Disrespect and Also Respect Samsara

February 14, 2024

Shambhavi reads a quote from Thinley Norbu Rinpoche and talks about finding home in your real nature. A podcast from Satsang with Shambhavi

SHAMBHAVI
The cause of suffering is that we try to take refuge in homes that will not be here for very long. We try to take refuge in ideas that feel comforting to us, but then prove themselves not to be very reliable. We try to take refuge in literal houses that are really just impermanent objects. We take refuge in friendships and spousal relationships and other kinds of relationships.

But of course, everyone comes and goes. Nothing is permanent. So we can have some temporary feeling of home when we take refuge in those kinds of things. But when we take refuge in what is impermanent, what comes and goes, then inevitably, there'll be suffering.
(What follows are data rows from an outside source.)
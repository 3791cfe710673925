use clap::*;
use rand::rngs::StdRng;
use rand::SeedableRng;
use std::io::Write;

use brsup::libs::support::{compute_support, ParsimonySupporter};

// Create clap subcommand arguments
pub fn make_subcommand() -> Command {
    Command::new("support")
        .about("Compute parsimony-based branch supports from bootstrap trees")
        .after_help(
            r###"
Compares a reference tree against a file of bootstrap replicate trees and
writes a support value on every internal branch.

Notes:
* The first argument is the reference tree, the second the replicates
  (one Newick tree per line, or `;`-concatenated).
* For each internal branch, the right node is renamed `support/pvalue`
  (two and four decimals) and the branch support is set accordingly.
* The null model is analytic by default; `--empirical` estimates it from
  ten tip-shuffled copies of the reference tree instead.
* All trees must share the same set of tip names.

Examples:
1. Analytic null model, four threads:
   brsup support ref.nwk boot.nwk -t 4

2. Empirical null model with a fixed seed:
   brsup support ref.nwk boot.nwk --empirical --seed 11

"###,
        )
        .arg(
            Arg::new("ref")
                .required(true)
                .num_args(1)
                .index(1)
                .help("Reference tree file"),
        )
        .arg(
            Arg::new("boot")
                .required(true)
                .num_args(1)
                .index(2)
                .help("Bootstrap trees file"),
        )
        .arg(
            Arg::new("empirical")
                .long("empirical")
                .short('e')
                .action(ArgAction::SetTrue)
                .help("Estimate the null model from tip-shuffled trees"),
        )
        .arg(
            Arg::new("threads")
                .long("threads")
                .short('t')
                .value_parser(value_parser!(usize))
                .num_args(1)
                .default_value("1")
                .help("Number of worker threads (clamped to available CPUs)"),
        )
        .arg(
            Arg::new("seed")
                .long("seed")
                .short('s')
                .value_parser(value_parser!(u64))
                .num_args(1)
                .default_value("42")
                .help("Seed for the tip shuffles of the empirical null"),
        )
        .arg(
            Arg::new("outfile")
                .long("outfile")
                .short('o')
                .num_args(1)
                .default_value("stdout")
                .help("Output filename. [stdout] for screen"),
        )
}

// command implementation
pub fn execute(args: &ArgMatches) -> anyhow::Result<()> {
    //----------------------------
    // Args
    //----------------------------
    let ref_file = args.get_one::<String>("ref").unwrap();
    let boot_file = args.get_one::<String>("boot").unwrap();
    let empirical = args.get_flag("empirical");
    let threads = *args.get_one::<usize>("threads").unwrap();
    let seed = *args.get_one::<u64>("seed").unwrap();
    let mut writer = brsup::writer(args.get_one::<String>("outfile").unwrap());

    //----------------------------
    // Operating
    //----------------------------
    let mut rng = StdRng::seed_from_u64(seed);
    let mut supporter = ParsimonySupporter::new();
    let tree = compute_support(
        ref_file,
        boot_file,
        empirical,
        threads,
        &mut supporter,
        &mut rng,
    )?;

    //----------------------------
    // Output
    //----------------------------
    writer.write_all((tree.to_newick() + "\n").as_ref())?;

    Ok(())
}
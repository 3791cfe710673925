use super::tree::Tree;
use std::io::BufRead;

/// Read a single Newick tree from a file (or "stdin").
pub fn from_file(infile: &str) -> anyhow::Result<Tree> {
    let text = crate::libs::io::read_to_string(infile);
    let tree = Tree::from_newick(&text)?;
    Ok(tree)
}

/// Lazily streams `;`-terminated trees from a reader.
///
/// Accepts one tree per line as well as several trees concatenated on the
/// same line; trees are yielded as soon as their terminating `;` has been
/// read, so a large replicate file is never held in memory at once.
pub struct TreeReader {
    reader: Box<dyn BufRead>,
    buffer: String,
    done: bool,
}

impl TreeReader {
    pub fn new(reader: Box<dyn BufRead>) -> Self {
        Self {
            reader,
            buffer: String::new(),
            done: false,
        }
    }

    pub fn from_file(infile: &str) -> Self {
        Self::new(crate::libs::io::reader(infile))
    }
}

impl Iterator for TreeReader {
    type Item = anyhow::Result<Tree>;

    fn next(&mut self) -> Option<Self::Item> {
        loop {
            if let Some(pos) = self.buffer.find(';') {
                let chunk: String = self.buffer.drain(..=pos).collect();
                return Some(Tree::from_newick(&chunk).map_err(Into::into));
            }
            if self.done {
                if self.buffer.trim().is_empty() {
                    return None;
                }
                // Leftover text without a terminating ';' - let the parser
                // produce the diagnostic
                let chunk = std::mem::take(&mut self.buffer);
                return Some(Tree::from_newick(&chunk).map_err(Into::into));
            }

            let mut line = String::new();
            match self.reader.read_line(&mut line) {
                Ok(0) => self.done = true,
                Ok(_) => self.buffer.push_str(&line),
                Err(e) => {
                    self.done = true;
                    return Some(Err(e.into()));
                }
            }
        }
    }
}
Even when we haven't lost those things, we still somewhere in us worry that we might lose them. Because somewhere in us, even though we say forever and we try to tell ourselves, "Well, now I've made it."

I'm this job, or I'm in this house, or I'm in this relationship, or I've gotten this far in my career, or something like that. We try to tell ourselves, "Yes, I've made it. I'm safe now." But somewhere in us, we know that we aren't safe.

There's a beautiful story about Anandamayi Ma that I've told many times, and it is about home and how we mistake the temporary things, the things that come and go for home. She was staying somewhere, this place called Vindhyachal, which is like 80 kilometers outside of Varanasi.

And there's a big ashram, big Ma ashram that her disciples built in Varanasi, right on the banks of the Ganga. And there was a monsoon. And of course, Varanasi floods every year. And this was a particularly bad monsoon year.

And a big chunk of the ashram foundation got washed away in the floods, and half the ashram just fell into the Ganga [laughs]. And someone raced from Varanasi to Vindhyachal, where Ma was staying, and said, "Ma! Ma! Ma! The ashram fell into the water, fell into the river!"

And she just laughed her head off. She didn't care at all. And she was always telling all of her disciples, don't build ashrams, but they wouldn't listen to her because they were trying to take refuge in impermanence.

She was saying, everywhere is an ashram. If you have the right attitude, even the life of a householder is an ashram. The whole world is an ashram. Ashram isn't something that—it isn't a building.

There's lots more that could be said about that. So, the whole world is an ashram, and the home that we are really seeking is in our real nature. The home is in the natural state. The home is in that primordial reality, that living presence.

That's where we find home. That's where we find the friend that never goes away. That's where we find relief from loneliness and suffering. Once we have made contact with that living presence again, we contacted it, we have some feeling of home that is durable, that is home in the eternal, not home in impermanence.

And then we can enjoy impermanence without suffering when we're not trying to grab onto it and make it into something that it's not.

Satsang is a very interesting phenomenon. It's my favorite way of teaching and favorite way of gathering with people. And when I learned about Ma and that she pretty much only taught in satsang, she didn't really do anything else but hold satsang.

I really wanted to do that, but it's taken a very long time. There's a number of people now who enjoy satsang like I do, and anything can really happen in satsang.

We can reconnect with that feeling of home in satsang. There's a special alchemy that happens in satsang, and maybe it's better when we're all together in person, but it can still happen even when we're not.

And I love satsang because it's so open that way. There's nothing really to do but relax and enjoy the exchange that's happening with everyone. There's nothing else to do in life but that.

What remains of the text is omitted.